To do:
Copy out all lines from the material that contain the string "name".

Input material:
use tracing::{event, Level};

use crate::{ErrorCode, PagingConfig, RegistryError};

/// Paging parameters extracted from a request's query,
///
#[derive(Debug, Clone, PartialEq, Eq)]
pub struct PageRequest {
    /// Exclusive lower bound, empty means the start of the collection,
    ///
    pub last: String,
    /// Maximum number of entries in the page,
    ///
    pub n: usize,
}

impl PageRequest {
    /// Returns a page request,
    ///
    pub fn new(last: impl Into<String>, n: usize) -> Self {
        Self {
            last: last.into(),
            n,
        }
    }
}

/// Parses paging parameters from request queries w/ a paging config,
///
#[derive(Debug, Clone, Default)]
pub struct PagingParameters {
    config: PagingConfig,
}

impl PagingParameters {
    /// Returns a parser for the given config,
    ///
    pub fn new(config: PagingConfig) -> Self {
        Self { config }
    }

    /// Returns the config,
    ///
    pub fn config(&self) -> &PagingConfig {
        &self.config
    }

    /// Extracts paging parameters from a query string,
    ///
    /// A size that is absent, not an integer, or negative falls back to the default page size,
    ///
    pub fn parse(&self, query: Option<&str>) -> PageRequest {
        let pairs = decode(query);

        let last = first(&pairs, &self.config.cursor_parameter)
            .unwrap_or_default()
            .to_string();

        let n = first(&pairs, &self.config.size_parameter)
            .and_then(|n| n.parse::<i64>().ok())
            .filter(|n| *n >= 0)
            .and_then(|n| usize::try_from(n).ok())
            .unwrap_or(self.config.default_page_size);

        PageRequest { last, n }
    }

    /// Returns true if the query carries either paging parameter,
    ///
    pub fn is_enabled(&self, query: Option<&str>) -> bool {
        decode(query).iter().any(|(name, _)| {
            *name == self.config.size_parameter || *name == self.config.cursor_parameter
        })
    }

    /// Rejects page sizes above the configured maximum, if one is set,
    ///
    pub fn check_limit(&self, page: &PageRequest) -> Result<(), RegistryError> {
        match self.config.max_page_size {
            Some(max) if page.n > max => {
                event!(Level::DEBUG, "Page size {} exceeds max {max}", page.n);
                Err(ErrorCode::PaginationNumberInvalid.with_detail(serde_json::json!({
                    "n": page.n,
                    "max": max,
                })))
            }
            _ => Ok(()),
        }
    }
}

fn decode(query: Option<&str>) -> Vec<(String, String)> {
    let query = query.unwrap_or_default();

    match serde_urlencoded::from_str::<Vec<(String, String)>>(query) {
        Ok(pairs) => pairs,
        Err(err) => {
            event!(Level::DEBUG, "Ignoring undecodable query {query}, {err}");
            vec![]
        }
    }
}

fn first<'a>(pairs: &'a [(String, String)], name: &str) -> Option<&'a str> {
    pairs
        .iter()
        .find(|(n, _)| n == name)
        .map(|(_, value)| value.as_str())
}

#[allow(unused_imports)]
#[cfg(test)]
mod tests {
    use crate::{ErrorCode, PageRequest, PagingConfig, PagingParameters};

    #[test]
    fn test_parse_defaults() {
        let params = PagingParameters::default();

        assert_eq!(PageRequest::new("", 100), params.parse(None));
        assert_eq!(PageRequest::new("", 100), params.parse(Some("")));
        assert_eq!(PageRequest::new("", 100), params.parse(Some("n=abc")));
        assert_eq!(PageRequest::new("", 100), params.parse(Some("n=-1")));
        assert_eq!(PageRequest::new("", 100), params.parse(Some("n=")));
        assert_eq!(PageRequest::new("", 100), params.parse(Some("n=1.5")));
        assert_eq!(
            PageRequest::new("", 100),
            params.parse(Some("n=99999999999999999999999"))
        );
    }

    #[test]
    fn test_parse() {
        let params = PagingParameters::default();

        assert_eq!(PageRequest::new("", 0), params.parse(Some("n=0")));
        assert_eq!(PageRequest::new("b", 2), params.parse(Some("n=2&last=b")));
        assert_eq!(PageRequest::new("b", 2), params.parse(Some("last=b&n=2&n=5")));
        assert_eq!(
            PageRequest::new("library/a b", 100),
            params.parse(Some("last=library%2Fa+b"))
        );
        assert_eq!(PageRequest::new("", 7), params.parse(Some("other=x&n=7")));
    }

    #[test]
    fn test_parse_with_config() {
        let params = PagingParameters::new(PagingConfig {
            default_page_size: 10,
            size_parameter: "limit".to_string(),
            cursor_parameter: "after".to_string(),
            ..Default::default()
        });

        assert_eq!(PageRequest::new("", 10), params.parse(Some("n=3&last=b")));
        assert_eq!(PageRequest::new("b", 3), params.parse(Some("limit=3&after=b")));
        assert!(!params.is_enabled(Some("n=3&last=b")));
        assert!(params.is_enabled(Some("after=b")));
    }

    #[test]
    fn test_is_enabled() {
        let params = PagingParameters::default();

        assert!(!params.is_enabled(None));
        assert!(!params.is_enabled(Some("")));
        assert!(!params.is_enabled(Some("ns=example.com")));
        assert!(params.is_enabled(Some("n=10")));
        assert!(params.is_enabled(Some("last=")));
        assert!(params.is_enabled(Some("n=abc")));
    }

    #[test]
    fn test_check_limit() {
        let params = PagingParameters::default();
        params
            .check_limit(&PageRequest::new("", 100_000))
            .expect("should not have a limit by default");

        let params = PagingParameters::new(PagingConfig {
            max_page_size: Some(50),
            ..Default::default()
        });
        params
            .check_limit(&PageRequest::new("", 50))
            .expect("should be within the limit");

        let err = params
            .check_limit(&PageRequest::new("", 51))
            .expect_err("should be over the limit");
        assert_eq!(ErrorCode::PaginationNumberInvalid, err.code());
    }
}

Result:
        decode(query).iter().any(|(name, _)| {
            *name == self.config.size_parameter || *name == self.config.cursor_parameter
fn first<'a>(pairs: &'a [(String, String)], name: &str) -> Option<&'a str> {
        .find(|(n, _)| n == name)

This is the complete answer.